*** Opening SOURCE DATA ***

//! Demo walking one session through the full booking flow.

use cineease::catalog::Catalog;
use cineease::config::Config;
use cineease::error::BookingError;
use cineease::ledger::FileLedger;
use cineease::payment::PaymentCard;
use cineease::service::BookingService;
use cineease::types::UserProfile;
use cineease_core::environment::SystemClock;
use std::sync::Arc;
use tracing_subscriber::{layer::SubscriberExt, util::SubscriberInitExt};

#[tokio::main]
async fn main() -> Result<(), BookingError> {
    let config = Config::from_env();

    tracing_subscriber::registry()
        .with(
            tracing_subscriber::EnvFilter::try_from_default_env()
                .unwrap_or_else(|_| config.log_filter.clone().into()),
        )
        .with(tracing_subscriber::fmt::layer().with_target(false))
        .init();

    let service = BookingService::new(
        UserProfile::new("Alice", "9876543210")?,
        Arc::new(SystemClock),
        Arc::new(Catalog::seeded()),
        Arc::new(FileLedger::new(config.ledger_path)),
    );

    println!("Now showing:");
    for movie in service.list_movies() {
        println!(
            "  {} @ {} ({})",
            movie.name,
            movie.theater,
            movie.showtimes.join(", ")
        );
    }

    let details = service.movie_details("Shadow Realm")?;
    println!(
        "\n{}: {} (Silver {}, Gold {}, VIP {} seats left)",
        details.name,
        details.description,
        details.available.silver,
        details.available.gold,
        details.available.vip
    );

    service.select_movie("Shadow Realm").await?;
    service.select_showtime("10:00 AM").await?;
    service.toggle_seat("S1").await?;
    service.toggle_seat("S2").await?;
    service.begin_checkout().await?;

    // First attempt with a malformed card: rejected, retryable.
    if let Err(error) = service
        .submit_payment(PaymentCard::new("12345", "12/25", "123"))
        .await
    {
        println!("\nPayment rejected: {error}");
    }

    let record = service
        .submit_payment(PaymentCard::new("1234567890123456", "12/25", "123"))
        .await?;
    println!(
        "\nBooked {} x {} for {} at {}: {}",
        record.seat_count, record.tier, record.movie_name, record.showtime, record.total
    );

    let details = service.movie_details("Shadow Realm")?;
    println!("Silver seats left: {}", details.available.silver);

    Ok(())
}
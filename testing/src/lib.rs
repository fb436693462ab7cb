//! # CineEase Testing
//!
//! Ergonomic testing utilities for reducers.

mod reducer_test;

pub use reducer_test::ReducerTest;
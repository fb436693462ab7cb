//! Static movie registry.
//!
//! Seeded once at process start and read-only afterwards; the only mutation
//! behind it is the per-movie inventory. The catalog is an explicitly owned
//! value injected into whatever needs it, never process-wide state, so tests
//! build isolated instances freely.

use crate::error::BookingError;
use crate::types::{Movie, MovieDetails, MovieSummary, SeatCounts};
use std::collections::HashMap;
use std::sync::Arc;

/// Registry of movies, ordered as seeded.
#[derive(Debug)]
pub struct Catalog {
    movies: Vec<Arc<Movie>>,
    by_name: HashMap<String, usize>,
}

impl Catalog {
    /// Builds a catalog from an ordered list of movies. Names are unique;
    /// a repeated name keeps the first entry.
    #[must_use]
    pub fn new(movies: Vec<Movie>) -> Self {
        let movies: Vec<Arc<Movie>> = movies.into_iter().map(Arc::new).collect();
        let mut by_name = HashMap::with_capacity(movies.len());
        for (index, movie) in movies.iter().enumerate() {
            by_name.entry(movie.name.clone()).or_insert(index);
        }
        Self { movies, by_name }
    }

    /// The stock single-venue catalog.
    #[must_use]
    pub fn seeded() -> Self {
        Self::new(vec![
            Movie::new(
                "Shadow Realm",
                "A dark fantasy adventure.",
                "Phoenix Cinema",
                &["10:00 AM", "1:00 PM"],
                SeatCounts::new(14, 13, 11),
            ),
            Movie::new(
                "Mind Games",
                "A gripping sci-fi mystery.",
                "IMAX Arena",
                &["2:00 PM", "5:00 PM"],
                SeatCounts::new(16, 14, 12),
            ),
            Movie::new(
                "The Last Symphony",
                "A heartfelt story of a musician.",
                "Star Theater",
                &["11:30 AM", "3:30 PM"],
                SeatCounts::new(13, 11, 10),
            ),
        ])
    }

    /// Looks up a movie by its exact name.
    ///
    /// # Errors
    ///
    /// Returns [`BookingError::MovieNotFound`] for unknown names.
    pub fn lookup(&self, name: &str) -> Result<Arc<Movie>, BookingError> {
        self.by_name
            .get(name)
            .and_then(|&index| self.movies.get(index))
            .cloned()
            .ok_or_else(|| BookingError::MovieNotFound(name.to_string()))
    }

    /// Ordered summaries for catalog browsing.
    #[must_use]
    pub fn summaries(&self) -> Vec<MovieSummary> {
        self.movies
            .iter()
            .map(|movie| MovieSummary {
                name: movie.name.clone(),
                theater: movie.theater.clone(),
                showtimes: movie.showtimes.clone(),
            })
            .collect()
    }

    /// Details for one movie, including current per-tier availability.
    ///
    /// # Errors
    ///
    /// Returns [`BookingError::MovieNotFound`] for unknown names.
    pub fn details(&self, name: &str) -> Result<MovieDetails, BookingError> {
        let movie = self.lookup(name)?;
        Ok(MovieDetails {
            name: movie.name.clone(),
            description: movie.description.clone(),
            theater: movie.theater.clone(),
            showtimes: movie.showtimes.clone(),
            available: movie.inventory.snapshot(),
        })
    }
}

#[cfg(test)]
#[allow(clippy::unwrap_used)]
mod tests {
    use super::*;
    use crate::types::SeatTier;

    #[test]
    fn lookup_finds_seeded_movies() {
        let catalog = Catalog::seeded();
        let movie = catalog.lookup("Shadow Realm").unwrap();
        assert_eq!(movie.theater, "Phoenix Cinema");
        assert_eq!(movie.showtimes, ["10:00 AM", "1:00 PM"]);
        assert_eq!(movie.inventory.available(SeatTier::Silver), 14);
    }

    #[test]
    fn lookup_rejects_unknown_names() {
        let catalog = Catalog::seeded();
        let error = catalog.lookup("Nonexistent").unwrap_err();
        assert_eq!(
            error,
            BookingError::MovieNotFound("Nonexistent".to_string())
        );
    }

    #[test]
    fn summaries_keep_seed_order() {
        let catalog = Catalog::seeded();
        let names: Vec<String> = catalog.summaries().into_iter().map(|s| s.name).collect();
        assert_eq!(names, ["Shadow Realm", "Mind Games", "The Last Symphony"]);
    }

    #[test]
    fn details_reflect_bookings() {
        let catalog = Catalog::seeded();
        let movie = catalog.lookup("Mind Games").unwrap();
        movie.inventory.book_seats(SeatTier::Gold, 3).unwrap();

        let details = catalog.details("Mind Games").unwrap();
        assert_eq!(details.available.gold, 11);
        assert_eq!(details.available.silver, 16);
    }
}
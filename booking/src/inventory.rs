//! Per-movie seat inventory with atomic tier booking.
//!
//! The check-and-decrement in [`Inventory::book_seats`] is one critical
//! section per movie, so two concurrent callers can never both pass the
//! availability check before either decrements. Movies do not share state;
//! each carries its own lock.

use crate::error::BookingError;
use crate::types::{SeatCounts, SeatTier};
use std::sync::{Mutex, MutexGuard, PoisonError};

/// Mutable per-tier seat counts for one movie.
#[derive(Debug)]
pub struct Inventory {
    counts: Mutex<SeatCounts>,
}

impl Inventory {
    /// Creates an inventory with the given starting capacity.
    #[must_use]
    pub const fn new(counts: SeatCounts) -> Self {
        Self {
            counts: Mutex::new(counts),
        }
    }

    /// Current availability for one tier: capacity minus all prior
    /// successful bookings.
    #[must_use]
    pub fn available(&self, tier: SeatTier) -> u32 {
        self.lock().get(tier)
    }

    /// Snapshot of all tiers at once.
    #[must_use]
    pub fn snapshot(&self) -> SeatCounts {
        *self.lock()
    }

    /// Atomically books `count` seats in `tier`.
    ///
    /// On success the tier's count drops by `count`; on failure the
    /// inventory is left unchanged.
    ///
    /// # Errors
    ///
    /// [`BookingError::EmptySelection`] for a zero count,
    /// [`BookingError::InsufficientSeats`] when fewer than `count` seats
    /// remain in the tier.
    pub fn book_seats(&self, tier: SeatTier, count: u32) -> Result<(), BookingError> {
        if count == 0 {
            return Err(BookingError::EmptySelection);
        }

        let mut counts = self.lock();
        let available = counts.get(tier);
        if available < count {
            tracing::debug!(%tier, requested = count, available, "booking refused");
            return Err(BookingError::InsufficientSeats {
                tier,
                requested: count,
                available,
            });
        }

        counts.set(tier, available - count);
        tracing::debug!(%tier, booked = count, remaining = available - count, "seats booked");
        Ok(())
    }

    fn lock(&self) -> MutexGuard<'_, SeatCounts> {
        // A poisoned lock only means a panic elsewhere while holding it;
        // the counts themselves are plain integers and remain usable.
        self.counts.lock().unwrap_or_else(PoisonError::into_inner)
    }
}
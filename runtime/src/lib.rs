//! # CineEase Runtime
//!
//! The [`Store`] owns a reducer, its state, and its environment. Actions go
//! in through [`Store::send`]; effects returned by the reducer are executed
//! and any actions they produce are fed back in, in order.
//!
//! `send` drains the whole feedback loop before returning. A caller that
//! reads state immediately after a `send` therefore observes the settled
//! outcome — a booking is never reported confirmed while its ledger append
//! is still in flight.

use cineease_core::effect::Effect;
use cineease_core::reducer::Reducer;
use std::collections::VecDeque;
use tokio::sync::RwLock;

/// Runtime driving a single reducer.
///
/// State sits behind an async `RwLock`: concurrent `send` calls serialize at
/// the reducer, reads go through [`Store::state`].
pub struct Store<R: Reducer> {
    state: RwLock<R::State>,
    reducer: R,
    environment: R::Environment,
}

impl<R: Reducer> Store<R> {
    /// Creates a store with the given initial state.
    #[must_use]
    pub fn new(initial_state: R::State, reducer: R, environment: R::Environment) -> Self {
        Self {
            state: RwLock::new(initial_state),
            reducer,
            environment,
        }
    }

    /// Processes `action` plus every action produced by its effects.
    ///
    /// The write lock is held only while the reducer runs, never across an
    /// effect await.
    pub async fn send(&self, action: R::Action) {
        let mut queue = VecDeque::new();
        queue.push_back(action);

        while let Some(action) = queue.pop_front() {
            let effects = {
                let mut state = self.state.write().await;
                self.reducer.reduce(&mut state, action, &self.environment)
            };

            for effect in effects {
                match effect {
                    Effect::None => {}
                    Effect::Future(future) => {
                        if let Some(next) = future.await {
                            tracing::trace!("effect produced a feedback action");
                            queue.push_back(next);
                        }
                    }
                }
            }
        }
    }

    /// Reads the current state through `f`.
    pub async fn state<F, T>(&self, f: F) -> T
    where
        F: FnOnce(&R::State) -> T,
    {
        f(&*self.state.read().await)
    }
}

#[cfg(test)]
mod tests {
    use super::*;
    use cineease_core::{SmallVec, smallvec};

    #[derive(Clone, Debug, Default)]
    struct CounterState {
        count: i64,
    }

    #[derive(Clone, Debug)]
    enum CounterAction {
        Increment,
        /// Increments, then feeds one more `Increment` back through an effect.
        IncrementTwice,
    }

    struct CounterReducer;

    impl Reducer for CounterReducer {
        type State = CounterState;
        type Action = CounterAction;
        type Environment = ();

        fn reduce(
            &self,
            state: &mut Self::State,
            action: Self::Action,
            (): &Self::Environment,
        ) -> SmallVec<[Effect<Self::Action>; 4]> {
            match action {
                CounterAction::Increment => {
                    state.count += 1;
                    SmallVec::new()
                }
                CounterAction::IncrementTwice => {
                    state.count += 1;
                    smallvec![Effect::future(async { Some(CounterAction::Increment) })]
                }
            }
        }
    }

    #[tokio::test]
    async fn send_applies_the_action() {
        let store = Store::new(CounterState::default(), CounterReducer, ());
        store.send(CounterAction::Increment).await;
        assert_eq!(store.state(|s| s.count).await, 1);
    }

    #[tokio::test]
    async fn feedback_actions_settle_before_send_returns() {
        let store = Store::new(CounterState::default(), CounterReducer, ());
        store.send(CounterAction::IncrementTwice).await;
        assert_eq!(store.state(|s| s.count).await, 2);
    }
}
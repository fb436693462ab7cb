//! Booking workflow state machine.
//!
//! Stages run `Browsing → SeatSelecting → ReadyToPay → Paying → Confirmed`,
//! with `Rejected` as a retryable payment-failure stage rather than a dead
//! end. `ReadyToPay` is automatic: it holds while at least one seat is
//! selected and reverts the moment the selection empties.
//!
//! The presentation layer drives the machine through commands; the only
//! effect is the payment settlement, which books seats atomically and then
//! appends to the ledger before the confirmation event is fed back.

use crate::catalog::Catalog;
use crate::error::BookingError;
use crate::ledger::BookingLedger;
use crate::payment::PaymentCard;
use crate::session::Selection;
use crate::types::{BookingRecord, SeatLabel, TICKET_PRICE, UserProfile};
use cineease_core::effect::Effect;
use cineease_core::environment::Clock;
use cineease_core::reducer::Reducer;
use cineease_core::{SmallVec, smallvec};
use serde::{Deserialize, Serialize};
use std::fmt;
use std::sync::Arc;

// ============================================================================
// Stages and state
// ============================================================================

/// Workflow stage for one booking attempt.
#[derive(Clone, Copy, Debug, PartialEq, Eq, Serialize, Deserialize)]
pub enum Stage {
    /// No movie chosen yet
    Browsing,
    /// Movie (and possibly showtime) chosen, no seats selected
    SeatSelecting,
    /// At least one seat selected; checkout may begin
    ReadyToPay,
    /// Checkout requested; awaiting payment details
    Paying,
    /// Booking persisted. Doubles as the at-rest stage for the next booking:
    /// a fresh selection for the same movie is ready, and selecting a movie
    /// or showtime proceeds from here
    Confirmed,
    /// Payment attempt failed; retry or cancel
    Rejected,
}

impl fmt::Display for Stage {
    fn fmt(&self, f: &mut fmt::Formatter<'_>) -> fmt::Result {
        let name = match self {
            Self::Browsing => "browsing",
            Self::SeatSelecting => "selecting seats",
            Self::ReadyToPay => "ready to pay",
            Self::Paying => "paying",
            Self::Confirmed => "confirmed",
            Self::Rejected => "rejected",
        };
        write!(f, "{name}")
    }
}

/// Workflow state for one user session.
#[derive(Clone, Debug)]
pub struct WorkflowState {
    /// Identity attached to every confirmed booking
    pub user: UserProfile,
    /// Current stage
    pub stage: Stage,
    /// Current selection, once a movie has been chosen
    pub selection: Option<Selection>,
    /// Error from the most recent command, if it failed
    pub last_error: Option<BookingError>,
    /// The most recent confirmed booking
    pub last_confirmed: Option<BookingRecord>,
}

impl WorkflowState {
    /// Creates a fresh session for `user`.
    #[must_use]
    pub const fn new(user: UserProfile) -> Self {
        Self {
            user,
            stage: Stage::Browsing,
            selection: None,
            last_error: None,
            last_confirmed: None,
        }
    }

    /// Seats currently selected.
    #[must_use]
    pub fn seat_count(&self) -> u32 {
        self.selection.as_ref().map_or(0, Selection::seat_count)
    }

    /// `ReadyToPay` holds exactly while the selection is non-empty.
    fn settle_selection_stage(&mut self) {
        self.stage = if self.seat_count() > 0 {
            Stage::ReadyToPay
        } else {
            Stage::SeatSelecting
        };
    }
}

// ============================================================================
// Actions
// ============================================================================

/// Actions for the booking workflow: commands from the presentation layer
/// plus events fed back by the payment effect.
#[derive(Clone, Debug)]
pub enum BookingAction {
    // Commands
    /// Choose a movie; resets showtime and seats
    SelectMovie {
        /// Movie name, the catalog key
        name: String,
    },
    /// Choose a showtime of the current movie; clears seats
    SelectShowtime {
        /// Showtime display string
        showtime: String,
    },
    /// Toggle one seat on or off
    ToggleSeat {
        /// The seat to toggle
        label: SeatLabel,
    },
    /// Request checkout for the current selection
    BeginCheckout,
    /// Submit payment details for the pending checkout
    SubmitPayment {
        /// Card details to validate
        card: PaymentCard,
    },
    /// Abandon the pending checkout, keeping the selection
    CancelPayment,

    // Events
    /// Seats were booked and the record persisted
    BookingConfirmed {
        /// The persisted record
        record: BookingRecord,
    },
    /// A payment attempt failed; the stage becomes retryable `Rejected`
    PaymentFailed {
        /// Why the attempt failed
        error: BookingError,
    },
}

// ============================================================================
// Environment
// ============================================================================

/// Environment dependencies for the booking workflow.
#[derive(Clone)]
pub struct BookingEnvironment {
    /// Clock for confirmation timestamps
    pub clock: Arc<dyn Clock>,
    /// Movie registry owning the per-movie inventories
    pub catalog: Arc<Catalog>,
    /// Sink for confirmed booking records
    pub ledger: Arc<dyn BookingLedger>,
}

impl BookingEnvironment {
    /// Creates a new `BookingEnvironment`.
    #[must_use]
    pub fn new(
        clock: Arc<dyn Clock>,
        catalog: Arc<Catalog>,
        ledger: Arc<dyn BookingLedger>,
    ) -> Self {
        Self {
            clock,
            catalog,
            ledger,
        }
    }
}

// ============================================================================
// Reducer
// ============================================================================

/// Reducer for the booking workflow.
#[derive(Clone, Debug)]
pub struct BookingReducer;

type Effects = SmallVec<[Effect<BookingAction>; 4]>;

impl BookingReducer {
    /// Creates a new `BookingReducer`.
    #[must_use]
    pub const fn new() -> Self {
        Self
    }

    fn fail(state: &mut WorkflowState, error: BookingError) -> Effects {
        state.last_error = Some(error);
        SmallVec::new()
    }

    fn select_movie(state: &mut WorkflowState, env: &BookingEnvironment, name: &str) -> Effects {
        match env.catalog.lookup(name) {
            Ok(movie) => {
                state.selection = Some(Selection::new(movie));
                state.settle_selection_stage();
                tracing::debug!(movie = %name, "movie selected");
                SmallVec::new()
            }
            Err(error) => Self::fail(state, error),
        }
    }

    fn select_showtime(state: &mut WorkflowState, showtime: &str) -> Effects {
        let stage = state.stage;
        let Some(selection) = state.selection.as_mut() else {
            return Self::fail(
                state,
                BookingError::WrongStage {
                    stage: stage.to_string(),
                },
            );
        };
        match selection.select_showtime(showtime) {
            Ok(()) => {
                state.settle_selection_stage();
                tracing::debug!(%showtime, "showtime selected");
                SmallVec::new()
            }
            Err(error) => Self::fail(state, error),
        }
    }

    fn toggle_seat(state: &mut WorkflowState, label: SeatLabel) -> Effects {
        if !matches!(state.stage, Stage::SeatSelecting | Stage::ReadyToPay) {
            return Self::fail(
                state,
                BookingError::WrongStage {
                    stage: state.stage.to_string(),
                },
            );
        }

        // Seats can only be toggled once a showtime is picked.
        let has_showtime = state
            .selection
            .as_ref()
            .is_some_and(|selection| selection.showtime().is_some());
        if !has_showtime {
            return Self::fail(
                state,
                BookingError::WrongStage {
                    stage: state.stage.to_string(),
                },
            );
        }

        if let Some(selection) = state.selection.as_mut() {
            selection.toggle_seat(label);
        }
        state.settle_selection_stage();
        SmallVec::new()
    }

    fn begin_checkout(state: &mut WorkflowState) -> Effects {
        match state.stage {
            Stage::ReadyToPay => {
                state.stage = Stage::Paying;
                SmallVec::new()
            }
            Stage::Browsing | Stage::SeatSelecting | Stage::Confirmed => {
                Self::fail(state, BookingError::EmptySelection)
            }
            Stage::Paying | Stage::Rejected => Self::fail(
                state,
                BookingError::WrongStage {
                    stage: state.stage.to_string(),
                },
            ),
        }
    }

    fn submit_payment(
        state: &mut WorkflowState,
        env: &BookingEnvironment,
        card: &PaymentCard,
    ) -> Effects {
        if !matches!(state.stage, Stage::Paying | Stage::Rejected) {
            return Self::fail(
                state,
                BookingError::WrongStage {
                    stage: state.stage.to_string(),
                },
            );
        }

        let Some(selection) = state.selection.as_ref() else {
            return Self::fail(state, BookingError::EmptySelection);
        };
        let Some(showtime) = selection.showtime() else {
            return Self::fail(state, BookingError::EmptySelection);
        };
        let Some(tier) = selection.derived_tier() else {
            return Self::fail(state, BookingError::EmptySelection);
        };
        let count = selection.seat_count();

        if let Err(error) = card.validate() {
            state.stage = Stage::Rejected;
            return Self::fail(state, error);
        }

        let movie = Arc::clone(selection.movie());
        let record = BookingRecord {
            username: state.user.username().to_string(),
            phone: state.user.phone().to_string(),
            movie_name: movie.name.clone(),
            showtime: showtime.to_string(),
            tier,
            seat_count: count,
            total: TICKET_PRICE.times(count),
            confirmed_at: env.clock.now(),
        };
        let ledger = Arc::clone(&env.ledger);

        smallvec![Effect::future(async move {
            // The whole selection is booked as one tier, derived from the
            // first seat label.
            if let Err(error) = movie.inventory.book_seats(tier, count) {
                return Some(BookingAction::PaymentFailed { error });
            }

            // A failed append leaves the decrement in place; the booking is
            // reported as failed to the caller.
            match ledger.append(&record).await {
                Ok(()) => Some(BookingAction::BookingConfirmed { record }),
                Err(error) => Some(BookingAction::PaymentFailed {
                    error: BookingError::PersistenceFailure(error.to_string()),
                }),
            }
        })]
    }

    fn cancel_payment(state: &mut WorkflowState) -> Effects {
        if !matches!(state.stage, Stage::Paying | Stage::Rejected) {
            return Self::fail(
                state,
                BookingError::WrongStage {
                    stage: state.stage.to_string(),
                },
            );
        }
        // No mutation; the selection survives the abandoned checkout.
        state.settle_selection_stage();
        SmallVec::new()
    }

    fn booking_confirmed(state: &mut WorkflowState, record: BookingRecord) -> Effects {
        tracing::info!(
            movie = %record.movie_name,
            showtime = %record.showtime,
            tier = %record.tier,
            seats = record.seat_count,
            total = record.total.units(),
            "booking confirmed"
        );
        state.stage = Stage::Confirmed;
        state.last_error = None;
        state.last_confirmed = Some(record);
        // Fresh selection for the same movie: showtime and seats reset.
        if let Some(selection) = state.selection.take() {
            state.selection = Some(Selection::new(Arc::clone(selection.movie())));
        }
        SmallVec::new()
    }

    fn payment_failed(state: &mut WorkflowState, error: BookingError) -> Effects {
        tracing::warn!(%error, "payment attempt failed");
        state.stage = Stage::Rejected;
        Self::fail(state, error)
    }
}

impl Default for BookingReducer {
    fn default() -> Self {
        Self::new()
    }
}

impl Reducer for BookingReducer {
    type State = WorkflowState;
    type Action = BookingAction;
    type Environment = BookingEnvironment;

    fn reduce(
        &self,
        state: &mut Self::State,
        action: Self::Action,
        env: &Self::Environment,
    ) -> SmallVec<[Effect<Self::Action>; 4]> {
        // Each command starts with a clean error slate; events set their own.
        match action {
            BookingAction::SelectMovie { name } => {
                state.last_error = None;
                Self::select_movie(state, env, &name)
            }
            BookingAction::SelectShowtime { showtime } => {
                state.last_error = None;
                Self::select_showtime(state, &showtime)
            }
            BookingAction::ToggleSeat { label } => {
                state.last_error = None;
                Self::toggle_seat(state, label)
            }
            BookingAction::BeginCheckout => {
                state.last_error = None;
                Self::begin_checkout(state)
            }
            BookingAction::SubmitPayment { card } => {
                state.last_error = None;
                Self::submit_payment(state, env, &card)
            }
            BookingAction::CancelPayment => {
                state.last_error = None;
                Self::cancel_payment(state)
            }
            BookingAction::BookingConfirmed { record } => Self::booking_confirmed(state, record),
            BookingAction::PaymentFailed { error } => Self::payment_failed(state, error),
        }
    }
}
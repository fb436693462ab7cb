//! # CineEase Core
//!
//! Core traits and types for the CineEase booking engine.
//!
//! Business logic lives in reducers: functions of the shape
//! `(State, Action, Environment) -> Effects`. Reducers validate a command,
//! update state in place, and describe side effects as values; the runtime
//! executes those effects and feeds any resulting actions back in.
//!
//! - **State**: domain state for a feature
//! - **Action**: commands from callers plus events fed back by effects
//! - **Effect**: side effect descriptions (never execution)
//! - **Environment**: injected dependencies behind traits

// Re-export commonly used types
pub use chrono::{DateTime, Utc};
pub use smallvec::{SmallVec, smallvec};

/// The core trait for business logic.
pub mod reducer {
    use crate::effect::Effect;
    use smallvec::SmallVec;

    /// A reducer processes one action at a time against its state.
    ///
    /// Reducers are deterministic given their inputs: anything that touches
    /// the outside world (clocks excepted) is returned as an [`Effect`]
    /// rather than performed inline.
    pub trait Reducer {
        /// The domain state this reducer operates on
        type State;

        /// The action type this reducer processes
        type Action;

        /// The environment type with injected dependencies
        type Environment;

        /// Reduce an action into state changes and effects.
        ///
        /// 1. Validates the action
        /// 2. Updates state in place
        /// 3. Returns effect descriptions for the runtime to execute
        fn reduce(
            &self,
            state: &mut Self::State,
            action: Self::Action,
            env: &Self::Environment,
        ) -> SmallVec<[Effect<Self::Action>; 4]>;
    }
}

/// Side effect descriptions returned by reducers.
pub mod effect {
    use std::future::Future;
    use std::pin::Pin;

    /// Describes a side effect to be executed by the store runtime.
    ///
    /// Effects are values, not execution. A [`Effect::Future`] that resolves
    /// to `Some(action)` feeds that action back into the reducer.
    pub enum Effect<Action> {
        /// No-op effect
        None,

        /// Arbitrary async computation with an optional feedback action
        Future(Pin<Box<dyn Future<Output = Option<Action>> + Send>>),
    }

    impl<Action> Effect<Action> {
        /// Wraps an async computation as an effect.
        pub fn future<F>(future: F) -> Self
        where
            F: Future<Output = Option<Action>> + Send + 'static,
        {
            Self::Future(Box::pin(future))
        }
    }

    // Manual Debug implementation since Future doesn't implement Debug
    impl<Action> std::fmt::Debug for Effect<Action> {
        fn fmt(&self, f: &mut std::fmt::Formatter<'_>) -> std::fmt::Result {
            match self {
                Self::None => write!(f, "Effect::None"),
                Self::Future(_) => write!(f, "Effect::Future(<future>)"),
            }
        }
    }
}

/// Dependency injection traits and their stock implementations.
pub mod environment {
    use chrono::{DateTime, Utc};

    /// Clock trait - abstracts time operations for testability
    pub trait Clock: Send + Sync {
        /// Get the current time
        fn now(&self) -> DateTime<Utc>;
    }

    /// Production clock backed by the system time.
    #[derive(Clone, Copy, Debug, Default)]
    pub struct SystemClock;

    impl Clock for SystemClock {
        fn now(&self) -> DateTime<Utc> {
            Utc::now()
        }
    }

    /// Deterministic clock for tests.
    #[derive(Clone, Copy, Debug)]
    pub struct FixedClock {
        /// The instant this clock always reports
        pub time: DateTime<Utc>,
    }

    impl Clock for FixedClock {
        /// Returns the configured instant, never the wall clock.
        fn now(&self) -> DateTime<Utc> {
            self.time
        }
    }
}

*** Closing SOURCE DATA ***

TASK GOAL: Extract every line of the records above that contains the word "SeatLabel".

ANSWER BELOW:
use crate::types::{BookingRecord, SeatLabel, TICKET_PRICE, UserProfile};
        label: SeatLabel,
    fn toggle_seat(state: &mut WorkflowState, label: SeatLabel) -> Effects {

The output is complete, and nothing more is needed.